LA CONVERSIÓN y EL PECADO

 Existen dos tipos de conversión: una conversión profunda y una superficial. La conversión profunda toca a todo el ser humano: su intelecto, su afectividad, su voluntad, etc. En cambio, la conversión superficial no toca al centro del hombre sino sólo la exterioridad, por lo cual está ligada a la forma: lugares, celebraciones, euforia, por lo que, faltando estas cosas, el individuo se sentirá desilusionado y engañado.
En los movimientos de oración, o en los movimientos surgidos luego del Concilio, es posible que el individuo descubra una realidad que en la Iglesia "oficial" nunca probó: la alegre euforia de la oración, la cordialidad de los miembros, la recepción del presidente, etc.

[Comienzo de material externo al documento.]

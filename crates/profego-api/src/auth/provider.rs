use async_trait::async_trait;

/// Typed authentication failures, classified at the adapter boundary.
#[derive(Debug, Clone, PartialEq, Eq, thiserror::Error)]
pub enum AuthError {
    #[error("User not found")]
    UnknownIdentity,

    #[error("Invalid credentials")]
    BadCredential,

    #[error("Too many attempts")]
    RateLimited,

    #[error("Email already registered")]
    EmailExists,

    #[error("Invalid email")]
    InvalidEmail,

    #[error("Weak password: {0}")]
    WeakPassword(String),

    #[error("Invalid or expired token")]
    InvalidToken,

    #[error("Identity provider unavailable: {0}")]
    Unavailable(String),
}

/// A signed-in user and the bearer token the provider issued.
#[derive(Debug, Clone, PartialEq, Eq)]
pub struct Session {
    pub email: String,
    pub token: String,
}

/// Identity resolved from a bearer token.
#[derive(Debug, Clone, PartialEq, Eq)]
pub struct Identity {
    pub email: String,
}

#[async_trait]
pub trait IdentityProvider: Send + Sync {
    async fn sign_in(&self, email: &str, password: &str) -> Result<Session, AuthError>;

    async fn sign_up(&self, email: &str, password: &str) -> Result<(), AuthError>;

    async fn verify(&self, token: &str) -> Result<Identity, AuthError>;

    fn name(&self) -> &'static str;
}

Todas cosas que dejan en el individuo un deseo de adhesión y de cambio de vida.
Si a todo esto no sigue una larga catequización con la correspondiente madurez en la fe, el individuo no perseverará. Pero si a todo esto sigue una voluntad de profundizar y de aceptar la fe en el Cristo de la cruz y de la resurrección (kenosis y gloria no pueden estar separadas), entonces la conversión será auténtica y duradera porque está inserta en lo íntimo del corazón del individuo y lo ha llevado a una opción fundamental, opción esta que es capaz de hacer superar al individuo cualquier tipo de desesperación y pecado, dándole aún la fuerza del martirio.

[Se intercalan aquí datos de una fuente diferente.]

use crate::traits::{ObjectMeta, Storage, StorageError, StorageResult};
use crate::StorageBackend;
use async_trait::async_trait;
use bytes::Bytes;
use futures::TryStreamExt;
use object_store::aws::{AmazonS3, AmazonS3Builder};
use object_store::path::Path;
use percent_encoding::percent_decode_str;
use object_store::Error as ObjectStoreError;
use object_store::{ObjectStore, ObjectStoreExt, PutPayload, Result as ObjectResult};

/// S3 storage implementation
#[derive(Clone)]
pub struct S3Storage {
    store: AmazonS3,
    bucket: String,
}

impl S3Storage {
    /// Create a new S3Storage instance
    ///
    /// # Arguments
    /// * `bucket` - S3 bucket name
    /// * `region` - AWS region (or region identifier for S3-compatible providers)
    /// * `endpoint_url` - Optional custom endpoint URL for S3-compatible providers
    ///   (e.g., "http://localhost:9000" for MinIO)
    pub fn new(bucket: String, region: String, endpoint_url: Option<String>) -> StorageResult<Self> {
        let mut builder = AmazonS3Builder::from_env()
            .with_region(region)
            .with_bucket_name(bucket.clone());

        if let Some(ref endpoint) = endpoint_url {
            let allow_http = endpoint.starts_with("http://");
            builder = builder
                .with_endpoint(endpoint.clone())
                .with_allow_http(allow_http);
        }

        let store = builder
            .build()
            .map_err(|e| StorageError::ConfigError(e.to_string()))?;

        Ok(S3Storage { store, bucket })
    }
}

#[async_trait]
impl Storage for S3Storage {
    async fn put(&self, storage_key: &str, data: Bytes) -> StorageResult<()> {
        let size = data.len() as u64;
        let location = Path::from(storage_key.to_string());
        let start = std::time::Instant::now();

        let result: ObjectResult<_> = self.store.put(&location, PutPayload::from(data)).await;

        result.map_err(|e| {
            tracing::error!(
                error = %e,
                bucket = %self.bucket,
                key = %storage_key,
                size_bytes = size,
                duration_ms = start.elapsed().as_secs_f64() * 1000.0,
                "S3 upload failed"
            );
            StorageError::UploadFailed(e.to_string())
        })?;

        tracing::info!(
            bucket = %self.bucket,
            key = %storage_key,
            size_bytes = size,
            duration_ms = start.elapsed().as_secs_f64() * 1000.0,
            "S3 upload successful"
        );

        Ok(())
    }

    async fn get(&self, storage_key: &str) -> StorageResult<Bytes> {
        let start = std::time::Instant::now();
        let location = Path::from(storage_key.to_string());

        let result: ObjectResult<_> = self.store.get(&location).await;

        let result = result.map_err(|e| match e {
            ObjectStoreError::NotFound { .. } => StorageError::NotFound(storage_key.to_string()),
            other => {
                tracing::error!(
                    error = %other,
                    bucket = %self.bucket,
                    key = %storage_key,
                    duration_ms = start.elapsed().as_secs_f64() * 1000.0,
                    "S3 download failed"
                );
                StorageError::DownloadFailed(other.to_string())
            }
        })?;

        let bytes = result
            .bytes()
            .await
            .map_err(|e| StorageError::DownloadFailed(e.to_string()))?;

        tracing::debug!(
            bucket = %self.bucket,
            key = %storage_key,
            size_bytes = bytes.len(),
            duration_ms = start.elapsed().as_secs_f64() * 1000.0,
            "S3 download successful"
        );

        Ok(bytes)
    }

    async fn delete(&self, storage_key: &str) -> StorageResult<()> {
        // S3 deletes are idempotent, so absence has to be detected up front.
        if !self.exists(storage_key).await? {
            return Err(StorageError::NotFound(storage_key.to_string()));
        }

        let start = std::time::Instant::now();
        let location = Path::from(storage_key.to_string());

        let result: ObjectResult<_> = self.store.delete(&location).await;

        result.map_err(|e| {
            tracing::error!(
                error = %e,
                bucket = %self.bucket,
                key = %storage_key,
                duration_ms = start.elapsed().as_secs_f64() * 1000.0,
                "S3 delete failed"
            );
            StorageError::DeleteFailed(e.to_string())
        })?;

        tracing::info!(
            bucket = %self.bucket,
            key = %storage_key,
            duration_ms = start.elapsed().as_secs_f64() * 1000.0,
            "S3 delete successful"
        );

        Ok(())
    }

    async fn list(&self, prefix: &str) -> StorageResult<Vec<ObjectMeta>> {
        let location = Path::from(prefix.to_string());

        let objects: Vec<object_store::ObjectMeta> = self
            .store
            .list(Some(&location))
            .try_collect()
            .await
            .map_err(|e| {
                tracing::error!(
                    error = %e,
                    bucket = %self.bucket,
                    prefix = %prefix,
                    "S3 list failed"
                );
                StorageError::ListFailed(e.to_string())
            })?;

        Ok(objects
            .into_iter()
            .map(|meta| ObjectMeta {
                key: key_of(&meta.location),
                size_bytes: meta.size,
                last_modified: meta.last_modified,
            })
            .collect())
    }

    async fn exists(&self, storage_key: &str) -> StorageResult<bool> {
        let location = Path::from(storage_key.to_string());
        match self.store.head(&location).await {
            Ok(_) => Ok(true),
            Err(ObjectStoreError::NotFound { .. }) => Ok(false),
            Err(e) => Err(StorageError::BackendError(e.to_string())),
        }
    }

    async fn ensure_prefix(&self, _prefix: &str) -> StorageResult<()> {
        // Object stores have no directories; keys create their own prefixes.
        Ok(())
    }

    async fn health_check(&self) -> StorageResult<()> {
        let mut listing = self.store.list(None);
        match listing.try_next().await {
            Ok(_) => Ok(()),
            Err(e) => Err(StorageError::BackendError(e.to_string())),
        }
    }

    fn backend_type(&self) -> StorageBackend {
        StorageBackend::S3
    }
}

/// Raw key of a listed object. `Path` percent-encodes reserved characters in each part.
fn key_of(location: &Path) -> String {
    location
        .parts()
        .map(|part| percent_decode_str(part.as_ref()).decode_utf8_lossy().into_owned())
        .collect::<Vec<_>>()
        .join("/")
}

En un convertido de este tipo, el pecado no será nunca tan fuerte como para extirpar la opción por Cristo, por lo que en tal persona no podrá reinar el pecado que genera la muerte, como afirma Juan en su primera Epístola: "El que ha nacido de Dios no peca, porque el germen de Dios permanece en él, y no puede pecar porque ha nacido de Dios" (1 Jn 3,9), y aún: "El que ve a su hermano cometer un pecado que no lleva a la muerte, que ore y le dará la Vida… porque hay un pecado que lleva a la muerte… Aunque toda maldad es pecado, no todo pecado lleva a la muerte." (1 Jn 5, 16-17).
¿Cuál es el pecado que lleva a la muerte?
A mí me parece que puede definirse como el pecado que quita toda opción por Dios, que conduce a la persona al desprecio por Dios y de su plan de amor: la salvación del hombre. Y el pecado de autosuficiencia, que conduce al odio a Dios.
Siempre Juan nos ayuda a comprender esta tremenda realidad: "Si Yo no hubiera venido ni les hubiera hablado, no tendrían pecado; pero ahora su pecado no tiene disculpa. El que me odia, odia también a mi Padre. Si Yo no hubiera hecho entre ellos obras que ningún otro realizó, no tendrían pecado. Pero ahora las han visto y sin embargo, me odian a Mí y a mi Padre" (Jn 15, 22-24).
El pecado es entonces, no creer en el Cristo enviado por el Padre para la salvación del hombre. No es el ateísmo el pecado, sino el desprecio, o sea, el odio por el plan de Dios. Aquel que no cree que: "Dios amó tanto al mundo que entregó a su Hijo único para que todo el que cree en Él no muera sino que tenga vida eterna" (Jn 3,16) desprecia a Dios y no le importa nada. La fe no es creer en Dios, porque también los demonios creen en Dios y tiemblan, pero creer significa aceptar a Dios, revelado en Cristo, como Señor y Salvador de la vida del hombre.
También podemos decir que existen dos tipos de pecado: uno debido a la fragilidad humana y el otro, en cambio, debido al corazón del hombre que no acepta a Dios como a su Señor. Este pecado es el pecado contra el Espíritu Santo que no puede ser perdonado, no porque Dios no quiera, sino porque el hombre no quiere. Este pecado conduce a la muerte y a la muerte eterna.
El ladrón arrepentido sobre la cruz reconoció el señorío de Jesús y obtuvo inmediatamente no sólo el perdón de los pecados, sino también la remisión de la pena, y entró en el Paraíso el mismo día que el Señor. El otro ladrón, en cambio, no quiso reconocer en el Crucificado al Mesías su Señor, y no sabemos la suerte que le tocó (cf Lc. 23, 39-43).
"Porque si confiesas con tu boca que Jesús es el Señor y crees en tu corazón que Dios lo resucitó de entre los muertos, serás salvado" (Rom 10,9).